It appears that Britain’s finance minister, Gordon Brown, has timed his run to be our next Prime Minister just in the nick of time as the economic data starts to look a bit sickly. Even with all the usual health warnings about data that seeks to try to capture the complexities of an economy in numbers, the figures on inflation and productivity do not look good. (In the case of productivity, they are not disastrous, mind).

It is probably not grounds for great worry – yet. When an economy expands and more people join the workforce, this can have the perverse effect of reducing “productivity”, while if an economy stagnates but millions lose their jobs, then output per person can go up. Productivity growth is not the be-all or end-all of economics. But the ability of an economy to grow rapidly without triggering inflation is helped if the productive capacity of an economy grows. There is no doubt that after nearly 10 years of this hyper-active Chancellor, with his taxes, lust for regulation and control, that the arteries of the British economy have hardened.

Brown inherited a British economy in 1997 that was, by the standards of the 70s and early 80s, in remarkably fine fettle. The state took less than 40 percent of GDP; inflation was low, productivity was rising, the ranks of the rich and the decently-well off were rising fast. Yes, problems of crime and the weakening of civil society were serious and yet how optimstic so many people were at that time that some of the remaining social evils could be addressed. How long ago that now seems.

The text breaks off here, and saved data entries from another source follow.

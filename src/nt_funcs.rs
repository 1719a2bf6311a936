//! Standalone number theoretic functions that can be used without building a [PrimeCounter]

use num_bigint::BigUint;
use num_integer::Integer;
use num_traits::Zero;

use crate::count::{CountResult, PrimeCounter};
use crate::factor::prime_factors;

pub use crate::factor::factors64;
pub use crate::primality::{is_prime, is_prime64};
pub use crate::sequence::{
    goldbach_pair, is_balanced_prime, next_prime, nth_palprime, prime_sum, previous_prime,
    random_prime, related_primes,
};

/// This function re-exports [PrimeCounter::prime_count()] with the default `primecount` backend
pub fn prime_count(x: i64) -> CountResult {
    PrimeCounter::default().prime_count(x)
}

/// This function re-exports [PrimeCounter::nth_prime()] with the default `primecount` backend
pub fn nth_prime(n: i64) -> Option<i64> {
    PrimeCounter::default().nth_prime(n)
}

/// Greatest common divisor of `|a|` and `|b|`, with gcd(0, 0) = 0
pub fn gcd(a: i64, b: i64) -> u64 {
    a.unsigned_abs().gcd(&b.unsigned_abs())
}

/// Least common multiple of `|a|` and `|b|`.
///
/// The result can exceed 64 bits, and it is zero if either argument is zero.
pub fn lcm(a: i64, b: i64) -> BigUint {
    let (a, b) = (a.unsigned_abs(), b.unsigned_abs());
    if a == 0 || b == 0 {
        return BigUint::zero();
    }
    BigUint::from(a / a.gcd(&b)) * BigUint::from(b)
}

/// Check whether `a` and `b` share no common factor
pub fn are_coprime(a: i64, b: i64) -> bool {
    gcd(a, b) == 1
}

/// Check whether `|num|` has exactly `k` prime factors counted with multiplicity.
///
/// With `k = 2` this is the semiprime test.
pub fn is_almost_prime(num: i64, k: usize) -> bool {
    prime_factors(num).len() == k
}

For years, I have heard it said that Labour’s ace card was its handling of the economy at the macro-economic level. I tended to go along with that in the main, and I think the decision to put the Bank of England in day-to-day charge of interest rates was sound. Brown’s move of the inflation measure to the less exacting euro zone measure of consumer prices – which does not capture housing costs like mortgages – and his sometimes dubious picks of BOE personnel to set interest rates, threaten to tarnish even that achievement.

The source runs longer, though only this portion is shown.